Nanni Balestrini (1935-2019) foi uma das principais figuras da contracultura italiana, ligando o experimentalismo das vanguardas artísticas e literárias do início do século com as experiências insurrecionais do pós-guerra. Talvez apenas Pablo Echaurren se compare na produção de um imaginário imagético da chamada “área da Autonomia” nos anos Setenta, um arquipélago insurrecional de movimentos, colectivos, publicações e assembleias de fábrica e de bairro que desafiava espartilhos ideológicos, reclamando-se tanto de um anarquismo espúrio como de um comunismo sem estado[1].
Em “Os Invisíveis”, um narrador anónimo relata a sua vida militante, começando nas primeiras revoltas liceais e nas ocupações de centros sociais, descrevendo um uso difuso da violência revolucionária no contexto geral da luta armada, terminando, como centenas de outros jovens, no inferno da prisão.
As obras mais conhecidas do trabalho artístico de Balestrini serão os seus quadros, que estruturam as palavras de ordem, o repertório conceptual e os gritos da época enquanto poesia visual, compondo uma cartografia textual dos movimentos.
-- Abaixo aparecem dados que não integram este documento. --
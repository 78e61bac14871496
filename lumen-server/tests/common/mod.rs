// In-memory site and app wiring for the router tests

#![allow(dead_code)]

use async_trait::async_trait;
use axum::Router;
use axum::body::Body;
use axum::http::{Request, StatusCode};
use lumen_core::{Auditor, LogBuffer, RuleEngine, ScanController, ScanSettings};
use lumen_scanner::error::{Result, ScanError};
use lumen_scanner::{FetchedPage, PageFetcher};
use lumen_server::{AppState, router};
use serde_json::Value;
use std::collections::HashMap;
use std::path::Path;
use std::sync::Arc;
use std::time::Duration;
use tokio::sync::Semaphore;
use tower::ServiceExt;

pub struct FakeSite {
    pages: HashMap<String, String>,
    gate: Option<Arc<Semaphore>>,
}

impl FakeSite {
    pub fn new(pages: &[(&str, &str)]) -> Self {
        Self {
            pages: pages
                .iter()
                .map(|(url, html)| (url.to_string(), html.to_string()))
                .collect(),
            gate: None,
        }
    }

    pub fn gated(mut self, gate: Arc<Semaphore>) -> Self {
        self.gate = Some(gate);
        self
    }
}

#[async_trait]
impl PageFetcher for FakeSite {
    async fn fetch(&self, url: &str) -> Result<FetchedPage> {
        if let Some(ref gate) = self.gate {
            let _permit = gate.acquire().await.unwrap();
        }
        match self.pages.get(url) {
            Some(body) => Ok(FetchedPage {
                final_url: url.to_string(),
                status_code: 200,
                content_type: Some("text/html".to_string()),
                body: body.clone(),
                response_time: Duration::from_millis(1),
            }),
            None => Err(ScanError::HttpStatus {
                url: url.to_string(),
                status: 404,
            }),
        }
    }
}

pub fn sample_site() -> FakeSite {
    FakeSite::new(&[
        (
            "https://site.test",
            r#"<title>Home</title><a href="/about">About</a><img src="/logo.png">"#,
        ),
        ("https://site.test/about", "<title>About</title><h1>A</h1><h4>B</h4>"),
    ])
}

pub fn create_test_controller(site: FakeSite, reports_dir: &Path) -> ScanController {
    let settings = ScanSettings::default()
        .with_delay(Duration::ZERO)
        .with_reports_dir(&reports_dir.to_string_lossy());
    let auditor = Auditor::new(
        Arc::new(site),
        Arc::new(RuleEngine::standard()),
        Arc::new(LogBuffer::default()),
    )
    .with_settings(settings);
    ScanController::new(auditor)
}

pub fn create_test_app(controller: &ScanController) -> Router {
    router(AppState::new(controller.clone()))
}

pub fn get(uri: &str) -> Request<Body> {
    Request::builder().uri(uri).body(Body::empty()).unwrap()
}

pub fn post_json(uri: &str, body: &str) -> Request<Body> {
    Request::builder()
        .method("POST")
        .uri(uri)
        .header("content-type", "application/json")
        .body(Body::from(body.to_string()))
        .unwrap()
}

/// Sends one request through a fresh clone of the router.
pub async fn send(app: &Router, request: Request<Body>) -> (StatusCode, Value) {
    let (status, _, bytes) = send_raw(app, request).await;
    let value = serde_json::from_slice(&bytes).unwrap_or(Value::Null);
    (status, value)
}

pub async fn send_raw(
    app: &Router,
    request: Request<Body>,
) -> (StatusCode, axum::http::HeaderMap, Vec<u8>) {
    let response = app.clone().oneshot(request).await.unwrap();
    let status = response.status();
    let headers = response.headers().clone();
    let bytes = axum::body::to_bytes(response.into_body(), usize::MAX)
        .await
        .unwrap();
    (status, headers, bytes.to_vec())
}
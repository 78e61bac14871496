// In-memory site used by the integration tests

#![allow(dead_code)]

use async_trait::async_trait;
use lumen_core::{Auditor, LogBuffer, RuleEngine, ScanSettings};
use lumen_scanner::error::{Result, ScanError};
use lumen_scanner::{FetchedPage, PageFetcher};
use std::collections::HashMap;
use std::sync::{Arc, Mutex};
use std::time::Duration;
use tokio::sync::Semaphore;

/// Serves fixed markup per URL. URLs listed in `panics_on` make the fetch
/// panic; an optional gate holds every fetch until the test opens it.
pub struct FakeSite {
    pages: HashMap<String, String>,
    panics_on: Vec<String>,
    gate: Option<Arc<Semaphore>>,
    fetched: Mutex<Vec<String>>,
}

impl FakeSite {
    pub fn new(pages: &[(&str, &str)]) -> Self {
        Self {
            pages: pages
                .iter()
                .map(|(url, html)| (url.to_string(), html.to_string()))
                .collect(),
            panics_on: Vec::new(),
            gate: None,
            fetched: Mutex::new(Vec::new()),
        }
    }

    pub fn panicking_on(mut self, url: &str) -> Self {
        self.panics_on.push(url.to_string());
        self
    }

    pub fn gated(mut self, gate: Arc<Semaphore>) -> Self {
        self.gate = Some(gate);
        self
    }

    pub fn fetched(&self) -> Vec<String> {
        self.fetched.lock().unwrap().clone()
    }
}

#[async_trait]
impl PageFetcher for FakeSite {
    async fn fetch(&self, url: &str) -> Result<FetchedPage> {
        if let Some(ref gate) = self.gate {
            let _permit = gate.acquire().await.unwrap();
        }
        self.fetched.lock().unwrap().push(url.to_string());
        if self.panics_on.iter().any(|u| u == url) {
            panic!("fetcher exploded on {}", url);
        }
        match self.pages.get(url) {
            Some(body) => Ok(FetchedPage {
                final_url: url.to_string(),
                status_code: 200,
                content_type: Some("text/html; charset=utf-8".to_string()),
                body: body.clone(),
                response_time: Duration::from_millis(1),
            }),
            None => Err(ScanError::HttpStatus {
                url: url.to_string(),
                status: 404,
            }),
        }
    }
}

pub fn fast_settings() -> ScanSettings {
    ScanSettings::default().with_delay(Duration::ZERO)
}

pub fn auditor(site: Arc<FakeSite>) -> Auditor {
    Auditor::new(site, Arc::new(RuleEngine::standard()), Arc::new(LogBuffer::default()))
        .with_settings(fast_settings())
}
A sua experimentação literária ocorre em continuidade com este trabalho gráfico. Balestrini escolhe personagens tipo (um jovem operário nas greves selvagens da FIAT dos anos Sessenta; um jovem “autónomo” no hinterland Lombardo dos anos Setenta) e implode a estrutura sintática da sua narrativa directa, sobrando um discurso “rizomático”, como se diria na altura, que traduz a vertigem da explosão subjectiva em curso. O discurso é exterior, contrário a qualquer “fluxo de pensamento” modernista, mais próximo da verborreia esquizóide da exaltação colectiva do que da introspeção neurótica de um qualquer abismo interior:
Na manhã em que fizemos a ocupação do Cantinão chegámos lá muito cedo chegámos lá cedissimo de manhã era sábado de manhã e na noite anterior enquanto Valerio e Nocciola guardavam a rua em ambos os sentidos eu Cotogno e Ortica furámos com um furador feito à mão o cadeado de baixo onde está a fechadura e o cadeado abriu-se assim na manhã a seguir ia já estar tudo pronto e iria bastar retirar a corrente e depois colocámos ao longo do fosso do outro lado da rua sacos de plástico escondidos no mato com pedras, bolas de ferro e fundas pouca coisa porque dentro do Cantinão já havia todo o tipo de material para nos podermos defender em caso de ataque imediato.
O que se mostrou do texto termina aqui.